| Assigned task |
Show every line of the data that contains the string "stats".

Saved entries:

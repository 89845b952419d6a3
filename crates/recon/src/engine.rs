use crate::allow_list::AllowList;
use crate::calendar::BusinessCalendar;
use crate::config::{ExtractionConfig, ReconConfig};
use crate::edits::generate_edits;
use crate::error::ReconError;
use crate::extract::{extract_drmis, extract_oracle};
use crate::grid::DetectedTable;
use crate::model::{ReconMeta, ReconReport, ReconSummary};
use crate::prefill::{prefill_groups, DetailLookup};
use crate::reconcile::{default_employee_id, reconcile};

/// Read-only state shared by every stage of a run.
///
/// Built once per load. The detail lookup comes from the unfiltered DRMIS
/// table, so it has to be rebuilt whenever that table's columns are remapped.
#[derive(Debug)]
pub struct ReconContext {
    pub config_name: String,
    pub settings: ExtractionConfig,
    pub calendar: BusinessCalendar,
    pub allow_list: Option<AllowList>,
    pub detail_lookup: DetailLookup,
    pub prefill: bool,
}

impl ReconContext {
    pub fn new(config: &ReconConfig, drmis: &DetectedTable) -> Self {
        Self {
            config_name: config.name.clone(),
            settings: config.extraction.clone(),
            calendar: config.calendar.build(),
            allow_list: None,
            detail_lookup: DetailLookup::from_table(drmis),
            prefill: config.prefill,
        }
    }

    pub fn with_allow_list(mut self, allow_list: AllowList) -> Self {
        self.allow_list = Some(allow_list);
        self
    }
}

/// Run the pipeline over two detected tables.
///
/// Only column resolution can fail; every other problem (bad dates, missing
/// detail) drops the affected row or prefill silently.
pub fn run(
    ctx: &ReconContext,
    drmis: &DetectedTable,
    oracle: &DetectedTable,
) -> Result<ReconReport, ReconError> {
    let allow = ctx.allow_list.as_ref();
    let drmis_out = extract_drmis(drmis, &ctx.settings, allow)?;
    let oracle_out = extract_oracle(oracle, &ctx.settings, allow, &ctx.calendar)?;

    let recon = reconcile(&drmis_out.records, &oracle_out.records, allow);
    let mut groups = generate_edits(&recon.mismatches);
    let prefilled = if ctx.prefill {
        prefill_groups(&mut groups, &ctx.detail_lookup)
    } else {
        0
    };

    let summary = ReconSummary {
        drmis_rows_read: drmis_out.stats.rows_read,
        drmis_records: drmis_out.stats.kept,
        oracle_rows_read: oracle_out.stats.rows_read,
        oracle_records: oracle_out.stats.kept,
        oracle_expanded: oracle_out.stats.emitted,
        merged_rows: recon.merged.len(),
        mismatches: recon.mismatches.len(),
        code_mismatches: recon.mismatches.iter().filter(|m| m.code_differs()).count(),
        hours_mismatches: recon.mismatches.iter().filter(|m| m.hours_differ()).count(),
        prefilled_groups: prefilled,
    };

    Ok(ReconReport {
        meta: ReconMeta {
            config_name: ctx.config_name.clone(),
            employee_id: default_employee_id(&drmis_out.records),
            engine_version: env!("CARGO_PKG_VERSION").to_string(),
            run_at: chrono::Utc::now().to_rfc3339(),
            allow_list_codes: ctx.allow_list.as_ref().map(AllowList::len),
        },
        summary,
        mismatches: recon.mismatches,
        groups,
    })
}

| Exercise answer |
        drmis_rows_read: drmis_out.stats.rows_read,
        drmis_records: drmis_out.stats.kept,
        oracle_rows_read: oracle_out.stats.rows_read,
        oracle_records: oracle_out.stats.kept,
        oracle_expanded: oracle_out.stats.emitted,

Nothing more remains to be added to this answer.